Stanley Fischer’s Low Rate Humbuggery

Federal Reserve Vice-Chairman Stanley Fischer made a couple of controversial statements this week regarding negative interest rates.

Fisher stated negative rates “seem to work” while admitting they are bad for savers but they “typically they go along with quite decent equity prices.”

There are two problems in play. The first is an explicit admission that the Fed sponsors wealth inequality. The second problem is Fisher does not understand how markets even work.

Failed Transmission

John Hussman takes Fisher to task on how markets work Failed Transmission – Evidence on the Futility of Activist Fed Policy.

Any economist with even a vague understanding of how securities are priced should understand that elevating the price that investors pay for financial securities doesn’t increase aggregate wealth. A financial security is nothing but a claim to some future set of cash flows. The actual “wealth” is embodied in those future cash flows and the value-added production that generates them. Every security that is issued has to be held by someone until that security is retired. So elevating the current price that investors pay for a given set of future cash flows simply brings forward investment returns that would have otherwise been earned later, leaving little but poorly-compensated risk on the table for the future (see QE and the Iron Laws for an illustration of this process).

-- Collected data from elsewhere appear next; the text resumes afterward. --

//! Camera effects CLI utility
//!
//! A command-line tool for applying effects and palettes to 128×112 four-tone
//! camera grids stored as JSON arrays of 14336 tones.
//!
//! # Features
//!
//! - **effects**: List the recognized effect names
//! - **palettes**: List the available palettes
//! - **pattern**: Write a synthetic grid as JSON
//! - **apply**: Run effects and a palette over a grid, writing raw RGBA bytes
//!
//! # Usage
//!
//! ```bash
//! # Generate a test grid
//! cargo run --example camfx pattern --kind checker grid.json
//!
//! # Zoom, invert and map through the "dmg" palette
//! cargo run --example camfx apply grid.json -e zoom -e invert -p dmg -o out.rgba --preview
//!
//! # Use a pipeline configuration file
//! cargo run --example camfx apply grid.json --config pipeline.toml -o out.rgba
//! ```

use std::fs;
use std::path::{Path, PathBuf};

use anyhow::{Context, Result};
use clap::{Parser, Subcommand, ValueEnum};
use gbcam_rs::config::PipelineConfig;
use gbcam_rs::prelude::*;
use log::info;

#[derive(Parser)]
#[command(name = "camfx")]
#[command(author = "gbcam-rs project")]
#[command(version = "1.0")]
#[command(about = "Camera image utility - apply effects and palettes to four-tone grids", long_about = None)]
struct Cli {
	#[command(subcommand)]
	command: Commands,
}

#[derive(Subcommand)]
enum Commands {
	/// List recognized effect names
	Effects,

	/// List available palettes
	Palettes {
		/// Extra palettes (JSON registry document)
		#[arg(long, value_name = "PALETTES_JSON", env = "GBCAM_PALETTES_FILE")]
		palettes: Option<PathBuf>,
	},

	/// Write a synthetic grid as JSON
	Pattern {
		/// Output JSON file path
		#[arg(value_name = "OUTPUT_JSON")]
		output: PathBuf,

		/// Pattern to generate
		#[arg(short, long, value_enum, default_value_t = PatternKind::Gradient)]
		kind: PatternKind,
	},

	/// Apply effects and a palette to a grid
	Apply {
		/// Input grid (JSON array of tones)
		#[arg(value_name = "INPUT_JSON")]
		input: PathBuf,

		/// Pipeline configuration file (TOML)
		#[arg(short, long, value_name = "CONFIG_TOML")]
		config: Option<PathBuf>,

		/// Effect to apply; repeat to chain effects
		#[arg(short, long = "effect", value_name = "EFFECT")]
		effects: Vec<String>,

		/// Palette identifier
		#[arg(short, long)]
		palette: Option<String>,

		/// Extra palettes (JSON registry document)
		#[arg(long, value_name = "PALETTES_JSON")]
		palettes: Option<PathBuf>,

		/// Output file for raw RGBA bytes
		#[arg(short, long, value_name = "OUTPUT_RGBA")]
		output: Option<PathBuf>,

		/// Print an ASCII preview of the transformed grid
		#[arg(long)]
		preview: bool,
	},
}

#[derive(Debug, Clone, Copy, ValueEnum)]
enum PatternKind {
	/// Four vertical bands, one per tone
	Gradient,
	/// 8×8 checkerboard
	Checker,
	/// Concentric rings around the center
	Rings,
}

fn generate_pattern(kind: PatternKind) -> Result<PixelGrid> {
	let grid = match kind {
		PatternKind::Gradient => PixelGrid::from_fn(|x, _| (x * TONE_COUNT / WIDTH) as u8),
		PatternKind::Checker => {
			PixelGrid::from_fn(|x, y| if (x / 8 + y / 8) % 2 == 0 { 0 } else { MAX_TONE })
		}
		PatternKind::Rings => PixelGrid::from_fn(|x, y| {
			let dx = x.abs_diff(WIDTH / 2);
			let dy = y.abs_diff(HEIGHT / 2);
			((dx.max(dy) / 6) % TONE_COUNT) as u8
		}),
	}?;
	Ok(grid)
}

fn load_grid(path: &Path) -> Result<PixelGrid> {
	let data = fs::read_to_string(path).with_context(|| format!("reading {}", path.display()))?;
	let grid = serde_json::from_str(&data).with_context(|| format!("parsing {}", path.display()))?;
	Ok(grid)
}

/// Handle effects command
fn handle_effects() {
	for effect in Effect::ALL {
		println!("{effect}");
	}
}

/// Handle palettes command
fn handle_palettes(palettes: Option<PathBuf>) -> Result<()> {
	let settings = PipelineConfig {
		palettes_file: palettes,
		..Default::default()
	};
	let registry = settings.registry()?;
	info!("{} palettes available", registry.len());
	for (id, palette) in registry.iter() {
		println!("{id:<16} {palette}");
	}
	Ok(())
}

/// Handle pattern command
fn handle_pattern(output: PathBuf, kind: PatternKind) -> Result<()> {
	let grid = generate_pattern(kind)?;
	fs::write(&output, serde_json::to_string(&grid)?)
		.with_context(|| format!("writing {}", output.display()))?;
	info!("Wrote {kind:?} pattern to {}", output.display());
	Ok(())
}

/// Handle apply command
fn handle_apply(
	input: PathBuf,
	config: Option<PathBuf>,
	effects: Vec<String>,
	palette: Option<String>,
	palettes: Option<PathBuf>,
	output: Option<PathBuf>,
	preview: bool,
) -> Result<()> {
	// Command-line values take precedence over the configuration file
	let mut settings = match &config {
		Some(path) => PipelineConfig::load(path)
			.with_context(|| format!("loading configuration {}", path.display()))?,
		None => PipelineConfig::default(),
	};
	if !effects.is_empty() {
		settings.effects = effects;
	}
	if palette.is_some() {
		settings.palette = palette;
	}
	if palettes.is_some() {
		settings.palettes_file = palettes;
	}

	let grid = load_grid(&input)?;
	info!("Loaded {grid} from {}", input.display());

	let pipeline = settings.pipeline();
	let transformed = pipeline.transform(&grid);
	if preview {
		print!("{}", transformed.to_ascii_art_default());
	}

	let Some(id) = pipeline.palette() else {
		info!("No palette selected, skipping RGBA output");
		return Ok(());
	};

	let registry = settings.registry()?;
	let rgba = transformed.apply_palette(registry.get(id)?);

	match output {
		Some(path) => {
			fs::write(&path, &rgba).with_context(|| format!("writing {}", path.display()))?;
			info!("Wrote {} RGBA bytes ({}) to {}", rgba.len(), grid.dimensions(), path.display());
		}
		None => info!("Rendered {} RGBA bytes with palette {id:?}", rgba.len()),
	}

	Ok(())
}

fn main() -> Result<()> {
	env_logger::init_from_env(env_logger::Env::default().default_filter_or("info"));

	let cli = Cli::parse();

	match cli.command {
		Commands::Effects => handle_effects(),
		Commands::Palettes {
			palettes,
		} => handle_palettes(palettes)?,
		Commands::Pattern {
			output,
			kind,
		} => handle_pattern(output, kind)?,
		Commands::Apply {
			input,
			config,
			effects,
			palette,
			palettes,
			output,
			preview,
		} => handle_apply(input, config, effects, palette, palettes, output, preview)?,
	}

	Ok(())
}
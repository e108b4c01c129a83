//! This crate provides the core data types and transforms for the `gbcam-rs` project.
//!
//! # Components
//!
//! - **Grid**: validated 128×112 grids of 2-bit tones and their geometry
//! - **Effect**: pure transforms between grids (invert, mirror, zoom, tile)
//! - **Palette**: four-color palettes and tone-to-RGBA mapping
//! - **Registry**: palettes looked up by identifier
//! - **Pipeline**: an effect chain followed by palette mapping
//!
//! # Examples
//!
//! Using the prelude (recommended):
//!
//! ```
//! use gbcam_types::prelude::*;
//!
//! let grid = PixelGrid::from_fn(|x, y| ((x + y) % 4) as u8).unwrap();
//! let mirrored = apply_effect(&grid, "mirror-ltr");
//!
//! let registry = PaletteRegistry::builtin();
//! let rgba = registry.apply_palette(mirrored.as_slice(), "pocket").unwrap();
//! assert_eq!(rgba.len(), WIDTH * HEIGHT * 4);
//! ```
//!
//! Or use explicit paths:
//!
//! ```
//! use gbcam_types::effect::Effect;
//! use gbcam_types::grid::PixelGrid;
//!
//! let tiled = Effect::Tile.apply(&PixelGrid::blank());
//! # assert_eq!(tiled, PixelGrid::blank());
//! ```

pub mod effect;
pub mod grid;
pub mod palette;
pub mod pipeline;
pub mod registry;

mod error;

pub use error::{Error, GridError, PaletteError};

/// `use gbcam_types::prelude::*;` to import commonly used items.
pub mod prelude;
//! Prelude module for `gbcam_internal`.
//!
//! This module provides a convenient way to import commonly used types and functions.
//!
//! # Examples
//!
//! ```rust
//! use gbcam_internal::prelude::*;
//!
//! // Now you can use all common types directly
//! let grid = PixelGrid::blank();
//! let zoomed = apply_effect(&grid, "zoom-h");
//!
//! // Resolve a palette and render
//! let registry = PaletteRegistry::builtin();
//! let rgba = registry.apply_palette(zoomed.as_slice(), "grayscale").unwrap();
//! assert_eq!(rgba.len(), PIXEL_COUNT * 4);
//! ```

// Re-export everything from gbcam_types::prelude
#[doc(inline)]
pub use gbcam_types::prelude::*;

// Re-export the entire gbcam_types module for advanced usage
#[doc(inline)]
pub use gbcam_types;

In this context, the following statement last week by Federal Reserve Vice-Chairman Stanley Fischer last week (Bloomberg) displayed a strikingly narrow understanding of the investment process:

“Well, clearly there are different responses to negative rates. If you’re a saver, they’re very difficult to deal with and to accept, although typically they go along with quite decent equity prices. But we consider all that and we have to make trade-offs in economics all the time, and the idea is the lower the interest rate, the better it is for investors.”

To be fair, there’s a kernel of truth in Fischer’s view that lower interest rates are “better” for investors. In recent years, low interest rates have certainly encouraged speculation, stretching reliable measures of equity market valuation to the third most offensive level in U.S. history next to 1929 and 2000. But Fischer’s statement is also incomplete. A clear understanding of how financial securities are priced suddenly turns Fed policy from something that seems quite generous to investors into something that’s actually terrifically hostile. See, the lower the interest rate, the better it is for investors, but only provided that investors wholly ignore the future.

In reality, depressed interest rates ultimately benefit only those investors actually cash out at the speculative pre-crash extremes that the Fed seems so fond of producing. From here, for example, we estimate that the prospective 12-year nominal total return on a conventional portfolio mix (60% stocks, 30% bonds, 10% cash equivalents) is likely to average just 1.5% annually. As for the S&P 500 Index itself, we presently estimate annual total returns of just 1.4% annually over that horizon, with a strong likelihood of cyclical losses on the order of 40-55% in the interim (which would be a rather run-of-the-mill outcome from present extremes). Real prospective long-term returns are already likely to be negative on both fronts after inflation. The blue line on the following chart brings the future of conventional investing up-to-date.

12-year returns Hussman

The foregoing chart estimates 12-year prospective S&P 500 total returns using the log ratio of nonfinancial market capitalization to corporate gross value-added. The two have a -93% correlation on that horizon in post-war data (negative, because higher valuations imply lower subsequent returns).

Reflections on Wealth Inequality

The US does not have negative rates, but it certainly has had amazingly low rates. What Fisher said about negative rates applies equally well to low rates.

By holding rates too low too long the Greenspan Fed created a huge property bubble.

Who benefited?

It certainly was not the saver. The beneficiary of the bubble was the equity holders and bank CEOs. Not only did financial insiders make a fortune in stock options in the runup, the Fed bailed out the banks after the crash as well.

Negative Rates “Seem” to Work

In his speech Fisher said Negative Rates Seem to Work in Today’s World.

Fisher Negative

Negative rates “seem to work” for whom?